Required work: Read each line of the material and note whether it contains "requests". Give the number of such lines and nothing else.

────────────────

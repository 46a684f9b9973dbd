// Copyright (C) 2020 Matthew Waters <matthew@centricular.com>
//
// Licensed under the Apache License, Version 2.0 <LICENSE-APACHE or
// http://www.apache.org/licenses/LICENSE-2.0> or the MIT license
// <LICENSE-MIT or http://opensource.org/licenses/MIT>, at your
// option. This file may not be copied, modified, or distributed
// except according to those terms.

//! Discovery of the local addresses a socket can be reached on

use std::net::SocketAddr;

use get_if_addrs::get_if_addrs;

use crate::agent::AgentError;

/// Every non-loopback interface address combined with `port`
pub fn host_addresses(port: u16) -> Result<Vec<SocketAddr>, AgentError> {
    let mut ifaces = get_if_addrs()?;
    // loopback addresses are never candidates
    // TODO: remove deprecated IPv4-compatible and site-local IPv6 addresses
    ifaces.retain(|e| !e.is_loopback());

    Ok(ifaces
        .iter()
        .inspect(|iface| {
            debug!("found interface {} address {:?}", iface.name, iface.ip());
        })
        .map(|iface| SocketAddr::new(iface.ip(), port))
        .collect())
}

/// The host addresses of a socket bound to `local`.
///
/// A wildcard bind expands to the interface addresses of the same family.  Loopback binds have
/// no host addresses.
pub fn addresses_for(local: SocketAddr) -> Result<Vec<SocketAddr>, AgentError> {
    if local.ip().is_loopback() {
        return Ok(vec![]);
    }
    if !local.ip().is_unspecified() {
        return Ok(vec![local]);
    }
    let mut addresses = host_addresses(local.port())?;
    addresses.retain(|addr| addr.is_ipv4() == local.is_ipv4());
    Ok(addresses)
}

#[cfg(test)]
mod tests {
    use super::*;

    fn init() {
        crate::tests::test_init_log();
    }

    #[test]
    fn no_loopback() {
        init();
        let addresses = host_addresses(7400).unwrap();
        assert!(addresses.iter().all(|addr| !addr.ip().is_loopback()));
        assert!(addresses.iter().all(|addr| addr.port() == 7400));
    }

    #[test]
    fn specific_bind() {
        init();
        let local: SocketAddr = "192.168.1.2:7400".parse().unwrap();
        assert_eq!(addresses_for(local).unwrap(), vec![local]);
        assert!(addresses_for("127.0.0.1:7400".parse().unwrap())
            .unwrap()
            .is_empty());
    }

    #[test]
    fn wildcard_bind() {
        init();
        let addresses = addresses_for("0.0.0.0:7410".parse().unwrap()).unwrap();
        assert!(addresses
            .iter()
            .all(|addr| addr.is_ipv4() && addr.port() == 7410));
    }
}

────────────────

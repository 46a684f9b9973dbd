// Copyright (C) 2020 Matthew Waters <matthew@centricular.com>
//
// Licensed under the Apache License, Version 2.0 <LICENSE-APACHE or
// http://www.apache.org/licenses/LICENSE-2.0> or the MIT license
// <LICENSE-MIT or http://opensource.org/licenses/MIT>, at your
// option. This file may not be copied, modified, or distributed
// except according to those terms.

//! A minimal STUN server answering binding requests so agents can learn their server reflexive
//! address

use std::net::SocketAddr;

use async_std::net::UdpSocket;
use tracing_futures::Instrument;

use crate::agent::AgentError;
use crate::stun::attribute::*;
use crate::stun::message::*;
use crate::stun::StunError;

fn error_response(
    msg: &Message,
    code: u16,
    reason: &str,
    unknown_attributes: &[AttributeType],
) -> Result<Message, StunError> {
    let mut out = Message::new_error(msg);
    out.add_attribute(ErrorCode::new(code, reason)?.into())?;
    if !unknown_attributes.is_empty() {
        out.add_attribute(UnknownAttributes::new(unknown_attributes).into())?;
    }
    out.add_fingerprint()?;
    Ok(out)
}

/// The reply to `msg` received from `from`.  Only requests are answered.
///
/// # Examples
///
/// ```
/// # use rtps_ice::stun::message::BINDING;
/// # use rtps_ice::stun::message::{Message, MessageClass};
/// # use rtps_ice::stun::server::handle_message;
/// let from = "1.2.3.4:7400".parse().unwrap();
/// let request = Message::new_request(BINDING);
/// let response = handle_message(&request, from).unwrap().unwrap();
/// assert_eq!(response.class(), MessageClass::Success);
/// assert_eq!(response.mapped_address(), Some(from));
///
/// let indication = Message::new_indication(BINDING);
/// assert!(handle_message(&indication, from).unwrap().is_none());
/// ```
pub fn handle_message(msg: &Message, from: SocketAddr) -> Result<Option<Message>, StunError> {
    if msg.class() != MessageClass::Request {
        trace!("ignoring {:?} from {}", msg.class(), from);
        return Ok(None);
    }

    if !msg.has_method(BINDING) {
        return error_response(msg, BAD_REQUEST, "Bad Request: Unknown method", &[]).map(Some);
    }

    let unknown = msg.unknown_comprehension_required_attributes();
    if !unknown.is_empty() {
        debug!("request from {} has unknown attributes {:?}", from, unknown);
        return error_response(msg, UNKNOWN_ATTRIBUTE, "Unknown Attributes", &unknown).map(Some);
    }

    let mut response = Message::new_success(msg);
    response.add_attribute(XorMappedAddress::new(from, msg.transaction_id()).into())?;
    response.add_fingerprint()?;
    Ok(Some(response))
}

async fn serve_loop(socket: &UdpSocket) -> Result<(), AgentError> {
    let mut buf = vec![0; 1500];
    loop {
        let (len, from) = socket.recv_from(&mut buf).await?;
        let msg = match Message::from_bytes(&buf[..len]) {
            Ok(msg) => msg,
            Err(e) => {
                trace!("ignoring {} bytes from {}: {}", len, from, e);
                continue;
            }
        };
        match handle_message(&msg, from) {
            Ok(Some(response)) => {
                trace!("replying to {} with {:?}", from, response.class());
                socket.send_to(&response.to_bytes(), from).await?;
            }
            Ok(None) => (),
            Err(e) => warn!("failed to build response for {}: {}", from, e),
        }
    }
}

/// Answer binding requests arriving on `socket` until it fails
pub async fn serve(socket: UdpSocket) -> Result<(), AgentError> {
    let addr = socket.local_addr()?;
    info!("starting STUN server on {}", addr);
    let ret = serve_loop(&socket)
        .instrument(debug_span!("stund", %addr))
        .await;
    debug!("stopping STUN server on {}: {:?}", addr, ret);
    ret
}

────────────────

Written solution: 3